Below are some records; write them all out again exactly.

Data items:
***

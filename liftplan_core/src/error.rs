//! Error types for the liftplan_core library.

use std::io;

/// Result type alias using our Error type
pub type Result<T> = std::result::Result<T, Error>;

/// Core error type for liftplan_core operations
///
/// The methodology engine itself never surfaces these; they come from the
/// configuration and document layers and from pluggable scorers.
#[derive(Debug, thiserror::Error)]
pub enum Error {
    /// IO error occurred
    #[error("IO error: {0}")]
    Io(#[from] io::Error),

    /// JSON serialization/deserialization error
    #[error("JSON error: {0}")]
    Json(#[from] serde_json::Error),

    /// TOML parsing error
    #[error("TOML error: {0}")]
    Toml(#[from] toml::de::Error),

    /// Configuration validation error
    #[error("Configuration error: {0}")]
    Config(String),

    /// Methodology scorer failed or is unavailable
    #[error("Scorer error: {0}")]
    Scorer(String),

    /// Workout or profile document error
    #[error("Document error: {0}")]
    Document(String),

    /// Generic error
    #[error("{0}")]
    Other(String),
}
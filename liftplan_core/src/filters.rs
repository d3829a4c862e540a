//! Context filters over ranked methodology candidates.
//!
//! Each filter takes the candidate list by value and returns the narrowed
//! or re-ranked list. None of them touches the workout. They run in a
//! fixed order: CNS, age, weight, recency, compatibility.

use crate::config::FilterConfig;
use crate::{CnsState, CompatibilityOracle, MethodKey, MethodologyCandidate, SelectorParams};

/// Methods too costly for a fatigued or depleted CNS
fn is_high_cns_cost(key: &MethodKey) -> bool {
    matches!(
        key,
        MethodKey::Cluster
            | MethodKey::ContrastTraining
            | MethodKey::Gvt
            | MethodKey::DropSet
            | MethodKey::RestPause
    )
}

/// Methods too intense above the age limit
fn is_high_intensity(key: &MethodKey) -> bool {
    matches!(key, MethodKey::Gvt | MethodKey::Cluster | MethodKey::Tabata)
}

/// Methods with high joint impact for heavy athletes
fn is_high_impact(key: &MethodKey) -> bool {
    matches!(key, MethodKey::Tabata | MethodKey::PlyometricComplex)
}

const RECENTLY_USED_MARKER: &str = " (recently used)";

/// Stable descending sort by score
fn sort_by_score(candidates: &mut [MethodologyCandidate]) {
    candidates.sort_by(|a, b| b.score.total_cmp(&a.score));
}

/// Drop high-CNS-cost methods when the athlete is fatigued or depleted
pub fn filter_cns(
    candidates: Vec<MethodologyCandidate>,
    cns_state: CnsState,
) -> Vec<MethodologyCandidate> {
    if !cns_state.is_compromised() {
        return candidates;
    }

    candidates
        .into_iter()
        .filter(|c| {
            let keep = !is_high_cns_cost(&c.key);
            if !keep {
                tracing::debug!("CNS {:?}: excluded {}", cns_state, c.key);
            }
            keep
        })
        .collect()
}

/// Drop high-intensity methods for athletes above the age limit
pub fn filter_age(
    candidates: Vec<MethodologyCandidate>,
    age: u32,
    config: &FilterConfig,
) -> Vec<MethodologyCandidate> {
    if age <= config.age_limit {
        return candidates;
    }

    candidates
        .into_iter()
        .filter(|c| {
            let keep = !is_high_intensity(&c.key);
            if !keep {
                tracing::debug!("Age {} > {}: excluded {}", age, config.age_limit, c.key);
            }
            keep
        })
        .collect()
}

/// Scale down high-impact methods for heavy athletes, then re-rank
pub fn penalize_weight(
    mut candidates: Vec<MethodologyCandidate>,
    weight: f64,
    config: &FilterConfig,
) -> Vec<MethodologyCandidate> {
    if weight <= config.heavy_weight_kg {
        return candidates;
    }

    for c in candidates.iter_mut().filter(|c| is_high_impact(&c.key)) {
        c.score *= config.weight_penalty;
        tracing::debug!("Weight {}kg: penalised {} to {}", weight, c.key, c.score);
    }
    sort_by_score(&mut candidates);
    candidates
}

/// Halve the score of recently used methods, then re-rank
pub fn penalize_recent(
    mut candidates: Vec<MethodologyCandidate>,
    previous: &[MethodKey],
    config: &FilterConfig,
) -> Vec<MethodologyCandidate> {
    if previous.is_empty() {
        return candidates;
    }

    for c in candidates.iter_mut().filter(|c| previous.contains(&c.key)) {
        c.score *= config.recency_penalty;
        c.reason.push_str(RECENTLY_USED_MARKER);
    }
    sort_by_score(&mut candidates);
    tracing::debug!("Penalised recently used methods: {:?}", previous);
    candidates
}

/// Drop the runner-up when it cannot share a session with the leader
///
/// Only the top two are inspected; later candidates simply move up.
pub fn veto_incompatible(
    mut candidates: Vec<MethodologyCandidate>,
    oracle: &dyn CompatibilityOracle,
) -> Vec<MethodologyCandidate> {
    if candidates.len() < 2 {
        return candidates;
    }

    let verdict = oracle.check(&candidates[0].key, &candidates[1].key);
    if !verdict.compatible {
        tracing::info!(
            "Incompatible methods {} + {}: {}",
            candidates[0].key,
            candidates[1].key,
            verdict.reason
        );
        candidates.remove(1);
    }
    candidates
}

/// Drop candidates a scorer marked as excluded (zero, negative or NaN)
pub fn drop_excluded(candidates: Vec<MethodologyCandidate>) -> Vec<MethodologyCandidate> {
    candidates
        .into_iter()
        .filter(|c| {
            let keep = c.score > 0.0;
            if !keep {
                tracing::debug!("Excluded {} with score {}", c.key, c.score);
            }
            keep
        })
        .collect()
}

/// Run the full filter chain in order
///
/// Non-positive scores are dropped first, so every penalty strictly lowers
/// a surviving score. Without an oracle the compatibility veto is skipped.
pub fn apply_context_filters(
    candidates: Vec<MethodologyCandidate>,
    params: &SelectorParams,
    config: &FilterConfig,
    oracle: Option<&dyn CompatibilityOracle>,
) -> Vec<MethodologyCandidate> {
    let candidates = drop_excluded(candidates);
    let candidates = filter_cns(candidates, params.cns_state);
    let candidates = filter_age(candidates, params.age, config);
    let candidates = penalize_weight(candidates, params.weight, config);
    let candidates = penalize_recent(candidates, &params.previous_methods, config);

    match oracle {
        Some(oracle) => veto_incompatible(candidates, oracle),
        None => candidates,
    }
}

***

» **Answer to this exercise**
filename liftplan_core/src/error.rs
//! Error types for the liftplan_core library.

use std::io;

/// Result type alias using our Error type
pub type Result<T> = std::result::Result<T, Error>;

/// Core error type for liftplan_core operations
///
/// The methodology engine itself never surfaces these; they come from the
/// configuration and document layers and from pluggable scorers.
#[derive(Debug, thiserror::Error)]
pub enum Error {
    /// IO error occurred
    #[error("IO error: {0}")]
    Io(#[from] io::Error),

    /// JSON serialization/deserialization error
    #[error("JSON error: {0}")]
    Json(#[from] serde_json::Error),

    /// TOML parsing error
    #[error("TOML error: {0}")]
    Toml(#[from] toml::de::Error),

    /// Configuration validation error
    #[error("Configuration error: {0}")]
    Config(String),

    /// Methodology scorer failed or is unavailable
    #[error("Scorer error: {0}")]
    Scorer(String),

    /// Workout or profile document error
    #[error("Document error: {0}")]
    Document(String),

    /// Generic error
    #[error("{0}")]
    Other(String),
}
filename liftplan_core/src/filters.rs
repository d3829a4c862e540a
//! Context filters over ranked methodology candidates.
//!
//! Each filter takes the candidate list by value and returns the narrowed
//! or re-ranked list. None of them touches the workout. They run in a
//! fixed order: CNS, age, weight, recency, compatibility.

use crate::config::FilterConfig;
use crate::{CnsState, CompatibilityOracle, MethodKey, MethodologyCandidate, SelectorParams};

/// Methods too costly for a fatigued or depleted CNS
fn is_high_cns_cost(key: &MethodKey) -> bool {
    matches!(
        key,
        MethodKey::Cluster
            | MethodKey::ContrastTraining
            | MethodKey::Gvt
            | MethodKey::DropSet
            | MethodKey::RestPause
    )
}

/// Methods too intense above the age limit
fn is_high_intensity(key: &MethodKey) -> bool {
    matches!(key, MethodKey::Gvt | MethodKey::Cluster | MethodKey::Tabata)
}

/// Methods with high joint impact for heavy athletes
fn is_high_impact(key: &MethodKey) -> bool {
    matches!(key, MethodKey::Tabata | MethodKey::PlyometricComplex)
}

const RECENTLY_USED_MARKER: &str = " (recently used)";

/// Stable descending sort by score
fn sort_by_score(candidates: &mut [MethodologyCandidate]) {
    candidates.sort_by(|a, b| b.score.total_cmp(&a.score));
}

/// Drop high-CNS-cost methods when the athlete is fatigued or depleted
pub fn filter_cns(
    candidates: Vec<MethodologyCandidate>,
    cns_state: CnsState,
) -> Vec<MethodologyCandidate> {
    if !cns_state.is_compromised() {
        return candidates;
    }

    candidates
        .into_iter()
        .filter(|c| {
            let keep = !is_high_cns_cost(&c.key);
            if !keep {
                tracing::debug!("CNS {:?}: excluded {}", cns_state, c.key);
            }
            keep
        })
        .collect()
}

/// Drop high-intensity methods for athletes above the age limit
pub fn filter_age(
    candidates: Vec<MethodologyCandidate>,
    age: u32,
    config: &FilterConfig,
) -> Vec<MethodologyCandidate> {
    if age <= config.age_limit {
        return candidates;
    }

    candidates
        .into_iter()
        .filter(|c| {
            let keep = !is_high_intensity(&c.key);
            if !keep {
                tracing::debug!("Age {} > {}: excluded {}", age, config.age_limit, c.key);
            }
            keep
        })
        .collect()
}

/// Scale down high-impact methods for heavy athletes, then re-rank
pub fn penalize_weight(
    mut candidates: Vec<MethodologyCandidate>,
    weight: f64,
    config: &FilterConfig,
) -> Vec<MethodologyCandidate> {
    if weight <= config.heavy_weight_kg {
        return candidates;
    }

    for c in candidates.iter_mut().filter(|c| is_high_impact(&c.key)) {
        c.score *= config.weight_penalty;
        tracing::debug!("Weight {}kg: penalised {} to {}", weight, c.key, c.score);
    }
    sort_by_score(&mut candidates);
    candidates
}

/// Halve the score of recently used methods, then re-rank
pub fn penalize_recent(
    mut candidates: Vec<MethodologyCandidate>,
    previous: &[MethodKey],
    config: &FilterConfig,
) -> Vec<MethodologyCandidate> {
    if previous.is_empty() {
        return candidates;
    }

    for c in candidates.iter_mut().filter(|c| previous.contains(&c.key)) {
        c.score *= config.recency_penalty;
        c.reason.push_str(RECENTLY_USED_MARKER);
    }
    sort_by_score(&mut candidates);
    tracing::debug!("Penalised recently used methods: {:?}", previous);
    candidates
}

/// Drop the runner-up when it cannot share a session with the leader
///
/// Only the top two are inspected; later candidates simply move up.
pub fn veto_incompatible(
    mut candidates: Vec<MethodologyCandidate>,
    oracle: &dyn CompatibilityOracle,
) -> Vec<MethodologyCandidate> {
    if candidates.len() < 2 {
        return candidates;
    }

    let verdict = oracle.check(&candidates[0].key, &candidates[1].key);
    if !verdict.compatible {
        tracing::info!(
            "Incompatible methods {} + {}: {}",
            candidates[0].key,
            candidates[1].key,
            verdict.reason
        );
        candidates.remove(1);
    }
    candidates
}

/// Drop candidates a scorer marked as excluded (zero, negative or NaN)
pub fn drop_excluded(candidates: Vec<MethodologyCandidate>) -> Vec<MethodologyCandidate> {
    candidates
        .into_iter()
        .filter(|c| {
            let keep = c.score > 0.0;
            if !keep {
                tracing::debug!("Excluded {} with score {}", c.key, c.score);
            }
            keep
        })
        .collect()
}

/// Run the full filter chain in order
///
/// Non-positive scores are dropped first, so every penalty strictly lowers
/// a surviving score. Without an oracle the compatibility veto is skipped.
pub fn apply_context_filters(
    candidates: Vec<MethodologyCandidate>,
    params: &SelectorParams,
    config: &FilterConfig,
    oracle: Option<&dyn CompatibilityOracle>,
) -> Vec<MethodologyCandidate> {
    let candidates = drop_excluded(candidates);
    let candidates = filter_cns(candidates, params.cns_state);
    let candidates = filter_age(candidates, params.age, config);
    let candidates = penalize_weight(candidates, params.weight, config);
    let candidates = penalize_recent(candidates, &params.previous_methods, config);

    match oracle {
        Some(oracle) => veto_incompatible(candidates, oracle),
        None => candidates,
    }
}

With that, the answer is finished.